Material provided: Begin

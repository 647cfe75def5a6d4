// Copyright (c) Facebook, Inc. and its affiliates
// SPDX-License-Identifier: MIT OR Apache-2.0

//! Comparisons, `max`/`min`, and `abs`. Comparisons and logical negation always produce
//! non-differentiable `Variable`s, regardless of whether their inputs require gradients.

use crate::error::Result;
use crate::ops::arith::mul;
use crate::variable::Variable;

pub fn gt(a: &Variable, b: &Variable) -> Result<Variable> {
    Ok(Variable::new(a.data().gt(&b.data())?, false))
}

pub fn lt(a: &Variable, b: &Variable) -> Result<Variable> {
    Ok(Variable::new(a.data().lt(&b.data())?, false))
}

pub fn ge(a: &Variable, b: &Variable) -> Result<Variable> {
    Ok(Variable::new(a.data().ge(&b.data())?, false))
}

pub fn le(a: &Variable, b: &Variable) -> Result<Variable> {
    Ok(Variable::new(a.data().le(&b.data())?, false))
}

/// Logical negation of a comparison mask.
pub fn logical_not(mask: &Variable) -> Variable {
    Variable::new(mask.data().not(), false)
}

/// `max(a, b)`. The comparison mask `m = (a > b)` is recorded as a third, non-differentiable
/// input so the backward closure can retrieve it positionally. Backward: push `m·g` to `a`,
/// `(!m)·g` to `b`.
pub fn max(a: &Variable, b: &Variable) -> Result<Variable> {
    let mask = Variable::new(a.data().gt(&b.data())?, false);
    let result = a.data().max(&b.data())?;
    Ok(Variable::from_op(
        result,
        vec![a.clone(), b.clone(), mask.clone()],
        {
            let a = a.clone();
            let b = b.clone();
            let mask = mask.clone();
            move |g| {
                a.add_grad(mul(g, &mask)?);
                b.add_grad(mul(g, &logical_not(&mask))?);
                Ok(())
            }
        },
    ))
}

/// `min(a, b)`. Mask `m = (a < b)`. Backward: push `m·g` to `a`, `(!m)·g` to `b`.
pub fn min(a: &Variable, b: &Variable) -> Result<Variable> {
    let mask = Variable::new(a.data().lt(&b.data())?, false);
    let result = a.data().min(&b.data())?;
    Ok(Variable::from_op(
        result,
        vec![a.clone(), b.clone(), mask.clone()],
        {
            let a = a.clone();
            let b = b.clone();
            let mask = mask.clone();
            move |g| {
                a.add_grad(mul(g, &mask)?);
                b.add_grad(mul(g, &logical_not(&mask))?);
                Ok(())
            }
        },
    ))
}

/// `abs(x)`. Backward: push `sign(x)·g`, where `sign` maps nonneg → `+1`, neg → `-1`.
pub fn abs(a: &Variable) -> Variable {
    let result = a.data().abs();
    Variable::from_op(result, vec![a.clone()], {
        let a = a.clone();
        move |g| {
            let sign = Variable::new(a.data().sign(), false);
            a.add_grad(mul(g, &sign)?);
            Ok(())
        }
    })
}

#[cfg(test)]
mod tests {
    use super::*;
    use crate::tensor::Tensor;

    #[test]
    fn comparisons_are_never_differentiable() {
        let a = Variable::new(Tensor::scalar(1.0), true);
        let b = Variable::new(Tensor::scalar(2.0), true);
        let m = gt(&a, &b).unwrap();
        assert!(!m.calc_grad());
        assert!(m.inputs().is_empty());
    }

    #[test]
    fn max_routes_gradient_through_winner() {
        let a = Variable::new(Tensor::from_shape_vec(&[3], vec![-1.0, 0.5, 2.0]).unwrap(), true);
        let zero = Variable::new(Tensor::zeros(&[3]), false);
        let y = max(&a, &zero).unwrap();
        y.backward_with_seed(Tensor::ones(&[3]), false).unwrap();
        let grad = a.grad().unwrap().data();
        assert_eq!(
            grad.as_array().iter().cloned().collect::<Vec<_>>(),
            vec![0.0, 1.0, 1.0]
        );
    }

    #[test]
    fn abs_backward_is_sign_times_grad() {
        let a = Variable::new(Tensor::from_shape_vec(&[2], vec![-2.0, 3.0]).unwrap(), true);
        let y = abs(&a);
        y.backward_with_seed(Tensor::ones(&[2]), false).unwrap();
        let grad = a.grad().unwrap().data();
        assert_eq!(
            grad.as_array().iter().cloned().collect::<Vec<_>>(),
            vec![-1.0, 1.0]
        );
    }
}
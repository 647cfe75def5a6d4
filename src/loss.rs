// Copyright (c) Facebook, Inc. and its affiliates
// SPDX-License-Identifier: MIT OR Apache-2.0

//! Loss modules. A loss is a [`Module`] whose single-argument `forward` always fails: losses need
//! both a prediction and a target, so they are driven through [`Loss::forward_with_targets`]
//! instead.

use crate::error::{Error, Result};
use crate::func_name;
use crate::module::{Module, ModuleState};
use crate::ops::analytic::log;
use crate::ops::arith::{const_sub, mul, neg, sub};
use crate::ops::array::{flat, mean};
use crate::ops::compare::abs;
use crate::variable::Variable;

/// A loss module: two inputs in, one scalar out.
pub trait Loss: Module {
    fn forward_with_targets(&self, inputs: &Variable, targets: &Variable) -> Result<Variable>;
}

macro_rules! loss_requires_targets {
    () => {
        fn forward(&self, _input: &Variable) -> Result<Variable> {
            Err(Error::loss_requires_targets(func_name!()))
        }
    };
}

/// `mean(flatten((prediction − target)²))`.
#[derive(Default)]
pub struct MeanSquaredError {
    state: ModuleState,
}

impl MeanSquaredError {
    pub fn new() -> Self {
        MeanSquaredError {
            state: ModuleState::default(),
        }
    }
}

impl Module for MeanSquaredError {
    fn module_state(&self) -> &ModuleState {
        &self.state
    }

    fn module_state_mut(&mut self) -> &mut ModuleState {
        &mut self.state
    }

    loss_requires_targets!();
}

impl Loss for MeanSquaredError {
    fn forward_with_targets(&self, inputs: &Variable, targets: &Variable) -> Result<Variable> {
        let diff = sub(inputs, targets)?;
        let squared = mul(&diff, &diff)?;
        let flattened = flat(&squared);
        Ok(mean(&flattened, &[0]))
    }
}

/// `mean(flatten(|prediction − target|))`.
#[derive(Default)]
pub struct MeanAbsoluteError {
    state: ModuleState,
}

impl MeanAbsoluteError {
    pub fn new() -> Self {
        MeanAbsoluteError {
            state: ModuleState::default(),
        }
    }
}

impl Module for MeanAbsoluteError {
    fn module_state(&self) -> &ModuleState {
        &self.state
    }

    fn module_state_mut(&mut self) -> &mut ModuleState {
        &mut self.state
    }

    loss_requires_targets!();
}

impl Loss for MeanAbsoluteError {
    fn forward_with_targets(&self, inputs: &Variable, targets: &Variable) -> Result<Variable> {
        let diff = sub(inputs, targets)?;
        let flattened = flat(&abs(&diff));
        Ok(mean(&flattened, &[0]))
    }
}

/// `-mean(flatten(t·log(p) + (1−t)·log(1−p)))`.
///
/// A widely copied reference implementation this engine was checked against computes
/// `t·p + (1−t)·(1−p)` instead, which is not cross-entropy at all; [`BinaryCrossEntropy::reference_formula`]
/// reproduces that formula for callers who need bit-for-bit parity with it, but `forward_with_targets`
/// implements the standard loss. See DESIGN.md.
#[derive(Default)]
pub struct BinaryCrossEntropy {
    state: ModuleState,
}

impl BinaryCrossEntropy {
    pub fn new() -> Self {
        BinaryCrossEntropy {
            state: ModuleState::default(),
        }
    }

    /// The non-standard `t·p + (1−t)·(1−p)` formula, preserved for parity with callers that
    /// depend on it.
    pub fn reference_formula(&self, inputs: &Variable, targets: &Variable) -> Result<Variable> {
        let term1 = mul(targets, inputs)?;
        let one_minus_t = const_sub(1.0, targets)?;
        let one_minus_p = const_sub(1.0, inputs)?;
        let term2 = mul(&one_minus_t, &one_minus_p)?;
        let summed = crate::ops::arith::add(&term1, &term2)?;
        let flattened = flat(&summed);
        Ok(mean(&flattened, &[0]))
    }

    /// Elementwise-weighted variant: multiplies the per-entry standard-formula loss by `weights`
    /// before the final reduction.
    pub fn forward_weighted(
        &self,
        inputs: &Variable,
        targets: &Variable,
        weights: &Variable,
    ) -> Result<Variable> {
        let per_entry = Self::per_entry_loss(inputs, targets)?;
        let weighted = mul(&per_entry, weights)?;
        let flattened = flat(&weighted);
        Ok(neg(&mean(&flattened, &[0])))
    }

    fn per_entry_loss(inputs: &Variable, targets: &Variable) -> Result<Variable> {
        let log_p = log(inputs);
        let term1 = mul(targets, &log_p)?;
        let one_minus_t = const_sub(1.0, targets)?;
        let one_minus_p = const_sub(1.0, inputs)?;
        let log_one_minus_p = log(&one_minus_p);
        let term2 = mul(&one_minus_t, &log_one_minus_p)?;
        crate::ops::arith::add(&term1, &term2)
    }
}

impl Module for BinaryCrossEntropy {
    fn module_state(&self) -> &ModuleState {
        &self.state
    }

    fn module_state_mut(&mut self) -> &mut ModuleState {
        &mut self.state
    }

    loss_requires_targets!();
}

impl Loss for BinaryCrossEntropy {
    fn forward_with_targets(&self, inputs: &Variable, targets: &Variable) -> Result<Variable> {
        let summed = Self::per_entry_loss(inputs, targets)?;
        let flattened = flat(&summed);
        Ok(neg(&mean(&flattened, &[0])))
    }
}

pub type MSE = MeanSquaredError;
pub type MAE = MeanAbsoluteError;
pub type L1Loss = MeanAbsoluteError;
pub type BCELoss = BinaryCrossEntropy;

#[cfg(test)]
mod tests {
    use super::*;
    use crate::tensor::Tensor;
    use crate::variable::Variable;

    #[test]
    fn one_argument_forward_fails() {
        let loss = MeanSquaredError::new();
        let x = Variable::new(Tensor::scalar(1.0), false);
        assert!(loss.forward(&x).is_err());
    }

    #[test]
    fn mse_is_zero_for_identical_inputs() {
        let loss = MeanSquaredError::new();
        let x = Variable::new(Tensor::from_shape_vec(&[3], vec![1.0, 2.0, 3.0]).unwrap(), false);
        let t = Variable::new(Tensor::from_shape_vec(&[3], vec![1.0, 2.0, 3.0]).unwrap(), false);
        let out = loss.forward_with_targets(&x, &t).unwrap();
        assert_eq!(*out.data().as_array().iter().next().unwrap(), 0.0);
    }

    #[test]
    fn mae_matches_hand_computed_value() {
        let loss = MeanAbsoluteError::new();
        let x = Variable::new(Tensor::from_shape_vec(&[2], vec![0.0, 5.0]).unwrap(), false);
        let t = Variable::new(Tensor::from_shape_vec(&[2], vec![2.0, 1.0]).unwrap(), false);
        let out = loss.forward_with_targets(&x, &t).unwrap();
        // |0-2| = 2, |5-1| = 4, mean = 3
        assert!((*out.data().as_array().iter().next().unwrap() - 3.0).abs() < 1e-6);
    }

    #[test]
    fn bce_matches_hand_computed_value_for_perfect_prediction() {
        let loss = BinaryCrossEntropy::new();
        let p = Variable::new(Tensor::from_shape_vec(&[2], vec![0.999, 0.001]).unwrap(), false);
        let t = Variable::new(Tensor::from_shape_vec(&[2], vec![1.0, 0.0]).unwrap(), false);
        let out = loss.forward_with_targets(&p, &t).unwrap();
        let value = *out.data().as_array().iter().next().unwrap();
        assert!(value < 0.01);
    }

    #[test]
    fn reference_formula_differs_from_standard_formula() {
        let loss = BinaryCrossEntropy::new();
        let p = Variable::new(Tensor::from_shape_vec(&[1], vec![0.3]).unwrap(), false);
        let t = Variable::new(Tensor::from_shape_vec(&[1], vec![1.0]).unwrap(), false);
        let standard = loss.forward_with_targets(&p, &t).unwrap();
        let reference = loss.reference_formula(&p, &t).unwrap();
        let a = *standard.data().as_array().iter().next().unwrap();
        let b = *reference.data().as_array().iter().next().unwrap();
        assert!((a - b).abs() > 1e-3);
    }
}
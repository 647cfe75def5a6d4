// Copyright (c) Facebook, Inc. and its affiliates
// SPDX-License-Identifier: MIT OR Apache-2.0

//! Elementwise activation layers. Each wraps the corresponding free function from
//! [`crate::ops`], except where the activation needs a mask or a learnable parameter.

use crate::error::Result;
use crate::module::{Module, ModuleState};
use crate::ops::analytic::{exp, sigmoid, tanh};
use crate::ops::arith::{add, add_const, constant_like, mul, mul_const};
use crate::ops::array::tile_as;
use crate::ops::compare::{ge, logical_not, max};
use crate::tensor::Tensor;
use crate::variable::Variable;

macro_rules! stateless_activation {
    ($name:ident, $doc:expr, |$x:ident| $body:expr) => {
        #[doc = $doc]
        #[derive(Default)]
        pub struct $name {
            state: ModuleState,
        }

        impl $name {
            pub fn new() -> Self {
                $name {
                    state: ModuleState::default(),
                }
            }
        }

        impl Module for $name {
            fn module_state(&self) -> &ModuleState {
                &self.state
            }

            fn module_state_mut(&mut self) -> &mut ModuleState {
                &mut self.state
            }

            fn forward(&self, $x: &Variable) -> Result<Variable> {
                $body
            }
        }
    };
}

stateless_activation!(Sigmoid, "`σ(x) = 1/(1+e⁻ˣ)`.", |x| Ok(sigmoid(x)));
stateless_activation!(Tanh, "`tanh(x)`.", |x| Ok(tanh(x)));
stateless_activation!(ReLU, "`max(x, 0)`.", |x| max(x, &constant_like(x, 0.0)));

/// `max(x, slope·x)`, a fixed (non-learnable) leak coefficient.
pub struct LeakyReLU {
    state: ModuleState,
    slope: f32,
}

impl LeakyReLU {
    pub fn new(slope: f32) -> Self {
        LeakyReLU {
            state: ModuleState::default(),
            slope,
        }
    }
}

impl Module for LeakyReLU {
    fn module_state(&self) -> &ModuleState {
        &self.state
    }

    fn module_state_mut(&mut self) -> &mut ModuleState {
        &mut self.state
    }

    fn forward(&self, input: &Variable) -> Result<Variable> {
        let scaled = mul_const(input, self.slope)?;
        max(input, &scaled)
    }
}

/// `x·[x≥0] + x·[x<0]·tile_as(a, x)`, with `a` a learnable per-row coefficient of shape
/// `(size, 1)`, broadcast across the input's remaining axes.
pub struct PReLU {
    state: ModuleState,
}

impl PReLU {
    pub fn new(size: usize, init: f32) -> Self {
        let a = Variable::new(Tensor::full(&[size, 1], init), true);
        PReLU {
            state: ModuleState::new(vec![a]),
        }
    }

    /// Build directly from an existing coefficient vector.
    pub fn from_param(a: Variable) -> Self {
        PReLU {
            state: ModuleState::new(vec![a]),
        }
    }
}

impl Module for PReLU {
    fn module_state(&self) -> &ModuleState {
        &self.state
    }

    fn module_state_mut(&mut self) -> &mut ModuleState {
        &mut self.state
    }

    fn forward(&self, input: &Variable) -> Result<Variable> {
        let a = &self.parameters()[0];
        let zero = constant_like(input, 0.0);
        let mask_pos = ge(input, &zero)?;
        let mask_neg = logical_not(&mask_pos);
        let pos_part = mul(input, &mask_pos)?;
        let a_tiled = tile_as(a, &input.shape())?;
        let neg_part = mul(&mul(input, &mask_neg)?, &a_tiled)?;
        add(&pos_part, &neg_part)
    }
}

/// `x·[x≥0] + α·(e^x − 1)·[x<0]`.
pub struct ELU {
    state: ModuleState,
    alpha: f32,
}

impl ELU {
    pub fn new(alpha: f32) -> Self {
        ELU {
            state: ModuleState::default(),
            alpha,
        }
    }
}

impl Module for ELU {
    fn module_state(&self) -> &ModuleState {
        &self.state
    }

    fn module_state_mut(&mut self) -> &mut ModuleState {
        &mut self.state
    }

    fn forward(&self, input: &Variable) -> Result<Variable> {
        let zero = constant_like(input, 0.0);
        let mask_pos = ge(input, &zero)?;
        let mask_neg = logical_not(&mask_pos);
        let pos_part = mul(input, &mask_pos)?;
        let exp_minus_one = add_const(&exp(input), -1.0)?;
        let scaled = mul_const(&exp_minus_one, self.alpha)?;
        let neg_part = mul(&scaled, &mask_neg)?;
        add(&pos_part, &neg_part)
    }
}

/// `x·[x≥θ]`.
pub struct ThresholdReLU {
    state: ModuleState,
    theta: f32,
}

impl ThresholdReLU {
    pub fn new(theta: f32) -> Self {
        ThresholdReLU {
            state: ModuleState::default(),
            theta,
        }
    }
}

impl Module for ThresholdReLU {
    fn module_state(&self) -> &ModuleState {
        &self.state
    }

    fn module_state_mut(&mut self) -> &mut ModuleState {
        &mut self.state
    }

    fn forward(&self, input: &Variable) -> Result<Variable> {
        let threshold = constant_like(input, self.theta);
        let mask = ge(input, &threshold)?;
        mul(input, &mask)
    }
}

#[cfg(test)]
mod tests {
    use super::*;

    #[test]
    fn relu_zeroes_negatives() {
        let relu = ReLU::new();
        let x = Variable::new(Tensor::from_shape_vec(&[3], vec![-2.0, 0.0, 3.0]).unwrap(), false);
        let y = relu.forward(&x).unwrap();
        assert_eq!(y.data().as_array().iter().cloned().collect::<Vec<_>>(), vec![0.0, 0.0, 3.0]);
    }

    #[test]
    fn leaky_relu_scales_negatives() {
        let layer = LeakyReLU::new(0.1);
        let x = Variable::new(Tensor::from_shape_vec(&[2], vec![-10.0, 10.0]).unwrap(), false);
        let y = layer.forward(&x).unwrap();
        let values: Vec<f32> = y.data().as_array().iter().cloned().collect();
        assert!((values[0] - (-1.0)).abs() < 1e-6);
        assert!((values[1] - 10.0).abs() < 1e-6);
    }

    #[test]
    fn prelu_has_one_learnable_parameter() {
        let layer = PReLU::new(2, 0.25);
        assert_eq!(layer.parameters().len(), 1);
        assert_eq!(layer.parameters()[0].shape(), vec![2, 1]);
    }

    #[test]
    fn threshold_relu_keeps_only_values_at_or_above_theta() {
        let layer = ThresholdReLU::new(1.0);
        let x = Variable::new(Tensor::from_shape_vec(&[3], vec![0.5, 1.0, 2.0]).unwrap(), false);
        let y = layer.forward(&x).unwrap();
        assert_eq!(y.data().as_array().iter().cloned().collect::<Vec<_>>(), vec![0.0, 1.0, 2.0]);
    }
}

Material provided: End

* _Assignment_
What lines above hold the word "MeanAbsoluteError"? List them all.

* _Answer section_
pub struct MeanAbsoluteError {
impl MeanAbsoluteError {
        MeanAbsoluteError {
impl Module for MeanAbsoluteError {
impl Loss for MeanAbsoluteError {
pub type MAE = MeanAbsoluteError;
pub type L1Loss = MeanAbsoluteError;
        let loss = MeanAbsoluteError::new();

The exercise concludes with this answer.